§ Assignment
Should a line in the entries below contain "count", return that line.

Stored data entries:
■ ■ ■ ■ ■
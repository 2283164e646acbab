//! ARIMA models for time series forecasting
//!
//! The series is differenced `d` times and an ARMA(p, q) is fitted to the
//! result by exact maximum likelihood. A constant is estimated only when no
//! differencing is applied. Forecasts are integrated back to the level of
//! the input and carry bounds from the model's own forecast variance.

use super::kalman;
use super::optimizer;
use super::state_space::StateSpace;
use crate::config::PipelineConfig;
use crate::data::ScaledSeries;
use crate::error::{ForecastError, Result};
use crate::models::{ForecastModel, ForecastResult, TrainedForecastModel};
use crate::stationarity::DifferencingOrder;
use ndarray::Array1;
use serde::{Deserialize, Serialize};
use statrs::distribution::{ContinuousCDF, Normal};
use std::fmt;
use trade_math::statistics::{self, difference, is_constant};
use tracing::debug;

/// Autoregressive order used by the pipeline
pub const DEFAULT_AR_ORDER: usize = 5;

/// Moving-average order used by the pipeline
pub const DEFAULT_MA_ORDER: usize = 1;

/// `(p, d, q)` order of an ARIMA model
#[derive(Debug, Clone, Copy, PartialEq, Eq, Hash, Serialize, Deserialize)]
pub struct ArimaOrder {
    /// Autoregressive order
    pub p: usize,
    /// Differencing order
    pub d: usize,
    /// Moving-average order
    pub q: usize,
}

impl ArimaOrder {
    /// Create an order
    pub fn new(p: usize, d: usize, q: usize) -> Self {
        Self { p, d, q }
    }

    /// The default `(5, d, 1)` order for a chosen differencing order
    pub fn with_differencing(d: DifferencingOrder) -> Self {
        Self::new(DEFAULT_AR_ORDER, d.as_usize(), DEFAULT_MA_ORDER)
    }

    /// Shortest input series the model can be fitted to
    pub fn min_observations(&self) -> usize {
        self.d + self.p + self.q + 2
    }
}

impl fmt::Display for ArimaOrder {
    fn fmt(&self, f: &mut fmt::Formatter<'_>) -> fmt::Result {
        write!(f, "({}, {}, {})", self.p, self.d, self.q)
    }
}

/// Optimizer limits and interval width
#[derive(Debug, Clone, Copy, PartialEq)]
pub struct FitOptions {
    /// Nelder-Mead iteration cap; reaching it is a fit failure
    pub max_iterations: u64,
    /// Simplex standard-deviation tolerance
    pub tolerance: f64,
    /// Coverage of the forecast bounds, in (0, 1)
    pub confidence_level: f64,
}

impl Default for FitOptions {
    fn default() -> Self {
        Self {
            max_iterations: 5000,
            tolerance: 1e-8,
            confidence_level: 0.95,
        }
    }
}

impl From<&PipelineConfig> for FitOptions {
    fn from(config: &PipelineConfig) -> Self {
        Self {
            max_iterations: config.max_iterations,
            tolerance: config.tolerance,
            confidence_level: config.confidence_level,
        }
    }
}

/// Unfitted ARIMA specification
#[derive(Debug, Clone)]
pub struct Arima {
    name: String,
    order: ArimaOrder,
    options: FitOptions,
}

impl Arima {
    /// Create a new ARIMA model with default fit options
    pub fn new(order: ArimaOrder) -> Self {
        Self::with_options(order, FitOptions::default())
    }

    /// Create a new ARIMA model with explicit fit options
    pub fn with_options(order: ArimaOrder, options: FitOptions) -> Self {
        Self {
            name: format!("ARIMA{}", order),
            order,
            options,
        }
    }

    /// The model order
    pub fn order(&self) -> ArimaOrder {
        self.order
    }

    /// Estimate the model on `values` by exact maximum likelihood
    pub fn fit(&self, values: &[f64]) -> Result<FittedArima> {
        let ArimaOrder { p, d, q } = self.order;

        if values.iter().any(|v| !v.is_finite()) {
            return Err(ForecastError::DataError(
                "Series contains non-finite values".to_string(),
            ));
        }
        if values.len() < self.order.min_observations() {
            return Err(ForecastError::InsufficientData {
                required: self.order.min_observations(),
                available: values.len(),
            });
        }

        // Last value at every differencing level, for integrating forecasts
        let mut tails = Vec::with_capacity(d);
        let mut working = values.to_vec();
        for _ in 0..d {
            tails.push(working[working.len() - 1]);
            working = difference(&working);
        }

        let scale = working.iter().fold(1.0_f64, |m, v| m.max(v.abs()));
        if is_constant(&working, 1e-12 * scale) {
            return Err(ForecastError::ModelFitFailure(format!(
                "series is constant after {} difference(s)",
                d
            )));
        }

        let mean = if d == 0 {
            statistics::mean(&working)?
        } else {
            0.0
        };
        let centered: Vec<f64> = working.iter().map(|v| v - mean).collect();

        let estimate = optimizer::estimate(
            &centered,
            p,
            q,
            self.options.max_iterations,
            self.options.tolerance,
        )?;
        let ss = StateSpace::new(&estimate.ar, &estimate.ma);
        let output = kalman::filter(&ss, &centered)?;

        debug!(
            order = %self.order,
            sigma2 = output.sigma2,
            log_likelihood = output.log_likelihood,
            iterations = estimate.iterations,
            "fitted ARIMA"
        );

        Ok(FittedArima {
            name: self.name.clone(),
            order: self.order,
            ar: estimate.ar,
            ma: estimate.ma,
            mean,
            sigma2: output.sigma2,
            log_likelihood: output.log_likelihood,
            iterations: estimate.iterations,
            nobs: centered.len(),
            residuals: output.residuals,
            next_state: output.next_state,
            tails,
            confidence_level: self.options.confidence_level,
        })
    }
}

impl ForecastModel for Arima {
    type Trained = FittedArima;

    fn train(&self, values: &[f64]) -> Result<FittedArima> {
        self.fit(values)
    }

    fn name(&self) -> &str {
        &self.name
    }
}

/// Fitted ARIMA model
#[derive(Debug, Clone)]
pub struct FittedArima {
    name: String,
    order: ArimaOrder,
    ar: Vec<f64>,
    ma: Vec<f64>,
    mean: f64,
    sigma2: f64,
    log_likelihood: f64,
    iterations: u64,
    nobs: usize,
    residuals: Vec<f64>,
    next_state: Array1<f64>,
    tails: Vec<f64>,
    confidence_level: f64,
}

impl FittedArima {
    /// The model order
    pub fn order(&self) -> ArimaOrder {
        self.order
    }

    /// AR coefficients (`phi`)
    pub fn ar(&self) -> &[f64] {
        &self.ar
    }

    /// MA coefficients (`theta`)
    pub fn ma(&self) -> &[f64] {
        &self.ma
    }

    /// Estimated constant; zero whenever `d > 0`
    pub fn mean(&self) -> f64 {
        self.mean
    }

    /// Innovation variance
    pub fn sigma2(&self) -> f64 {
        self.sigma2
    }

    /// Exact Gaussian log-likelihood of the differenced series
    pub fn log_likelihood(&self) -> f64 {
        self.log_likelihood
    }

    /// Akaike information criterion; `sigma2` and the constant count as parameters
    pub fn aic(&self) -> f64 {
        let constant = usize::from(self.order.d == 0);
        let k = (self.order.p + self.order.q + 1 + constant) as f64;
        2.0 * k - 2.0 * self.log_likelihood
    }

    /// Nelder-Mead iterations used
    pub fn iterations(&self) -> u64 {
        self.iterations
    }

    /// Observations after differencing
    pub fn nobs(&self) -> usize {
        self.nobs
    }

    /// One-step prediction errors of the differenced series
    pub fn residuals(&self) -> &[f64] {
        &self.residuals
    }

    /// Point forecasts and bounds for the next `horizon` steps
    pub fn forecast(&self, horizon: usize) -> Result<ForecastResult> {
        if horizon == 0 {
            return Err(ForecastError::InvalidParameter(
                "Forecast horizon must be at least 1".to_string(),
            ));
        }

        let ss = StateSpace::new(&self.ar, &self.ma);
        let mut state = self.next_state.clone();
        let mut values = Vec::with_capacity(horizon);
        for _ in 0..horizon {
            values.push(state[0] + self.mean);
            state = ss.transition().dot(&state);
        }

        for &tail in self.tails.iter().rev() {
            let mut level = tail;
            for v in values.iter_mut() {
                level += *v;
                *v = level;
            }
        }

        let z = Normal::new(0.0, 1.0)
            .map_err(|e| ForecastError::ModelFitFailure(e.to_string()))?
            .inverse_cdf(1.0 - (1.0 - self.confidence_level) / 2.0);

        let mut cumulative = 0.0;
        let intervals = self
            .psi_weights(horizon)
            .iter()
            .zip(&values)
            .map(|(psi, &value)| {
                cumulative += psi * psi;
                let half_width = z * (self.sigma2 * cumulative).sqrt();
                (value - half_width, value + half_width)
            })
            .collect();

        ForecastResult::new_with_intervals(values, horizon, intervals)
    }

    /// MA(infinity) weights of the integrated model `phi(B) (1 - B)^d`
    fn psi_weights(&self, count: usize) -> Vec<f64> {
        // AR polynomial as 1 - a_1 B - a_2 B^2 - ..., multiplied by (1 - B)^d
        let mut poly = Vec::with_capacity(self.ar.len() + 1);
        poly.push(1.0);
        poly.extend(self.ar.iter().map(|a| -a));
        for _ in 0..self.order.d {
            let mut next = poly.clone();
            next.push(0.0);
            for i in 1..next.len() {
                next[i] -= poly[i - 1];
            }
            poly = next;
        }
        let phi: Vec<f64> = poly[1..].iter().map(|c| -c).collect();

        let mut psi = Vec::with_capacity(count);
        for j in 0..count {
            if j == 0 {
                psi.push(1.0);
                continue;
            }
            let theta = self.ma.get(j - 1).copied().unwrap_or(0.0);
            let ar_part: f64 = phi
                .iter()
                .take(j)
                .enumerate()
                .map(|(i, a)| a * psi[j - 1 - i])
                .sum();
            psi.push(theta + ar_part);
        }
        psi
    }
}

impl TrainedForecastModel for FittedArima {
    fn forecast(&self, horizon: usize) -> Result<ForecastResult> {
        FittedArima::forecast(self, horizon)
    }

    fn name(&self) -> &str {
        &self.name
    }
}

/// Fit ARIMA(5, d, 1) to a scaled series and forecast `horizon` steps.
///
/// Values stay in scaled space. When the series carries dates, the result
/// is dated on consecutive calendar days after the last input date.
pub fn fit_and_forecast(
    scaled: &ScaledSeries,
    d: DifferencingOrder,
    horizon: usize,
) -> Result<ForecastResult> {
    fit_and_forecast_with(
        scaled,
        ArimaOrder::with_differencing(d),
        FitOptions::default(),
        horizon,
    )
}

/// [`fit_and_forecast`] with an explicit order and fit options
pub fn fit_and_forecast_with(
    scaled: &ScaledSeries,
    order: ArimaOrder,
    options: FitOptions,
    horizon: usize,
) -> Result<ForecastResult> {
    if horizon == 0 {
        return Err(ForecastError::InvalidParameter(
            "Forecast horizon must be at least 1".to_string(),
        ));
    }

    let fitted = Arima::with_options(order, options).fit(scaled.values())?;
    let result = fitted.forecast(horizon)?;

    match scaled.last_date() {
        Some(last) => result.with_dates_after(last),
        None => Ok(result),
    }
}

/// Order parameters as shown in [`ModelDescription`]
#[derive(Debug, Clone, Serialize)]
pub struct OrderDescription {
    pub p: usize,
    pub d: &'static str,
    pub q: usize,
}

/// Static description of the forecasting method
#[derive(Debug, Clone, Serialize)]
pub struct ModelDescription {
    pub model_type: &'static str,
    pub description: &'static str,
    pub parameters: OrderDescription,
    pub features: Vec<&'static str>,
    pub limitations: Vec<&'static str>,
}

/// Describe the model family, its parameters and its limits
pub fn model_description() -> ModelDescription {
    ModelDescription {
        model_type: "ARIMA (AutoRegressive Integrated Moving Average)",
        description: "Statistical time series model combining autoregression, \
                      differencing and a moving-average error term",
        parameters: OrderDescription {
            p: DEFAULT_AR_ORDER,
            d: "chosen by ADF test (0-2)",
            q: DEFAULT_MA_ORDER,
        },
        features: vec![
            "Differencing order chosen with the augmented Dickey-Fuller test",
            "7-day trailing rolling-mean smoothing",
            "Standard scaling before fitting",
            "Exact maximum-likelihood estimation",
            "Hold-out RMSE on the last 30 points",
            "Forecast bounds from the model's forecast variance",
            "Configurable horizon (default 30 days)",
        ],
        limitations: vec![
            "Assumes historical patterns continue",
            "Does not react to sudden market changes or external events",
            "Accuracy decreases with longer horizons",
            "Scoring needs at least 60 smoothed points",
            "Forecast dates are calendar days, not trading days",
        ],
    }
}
■ ■ ■ ■ ■
§ Your solution
    /// Akaike information criterion; `sigma2` and the constant count as parameters
    fn psi_weights(&self, count: usize) -> Vec<f64> {
        let mut psi = Vec::with_capacity(count);
        for j in 0..count {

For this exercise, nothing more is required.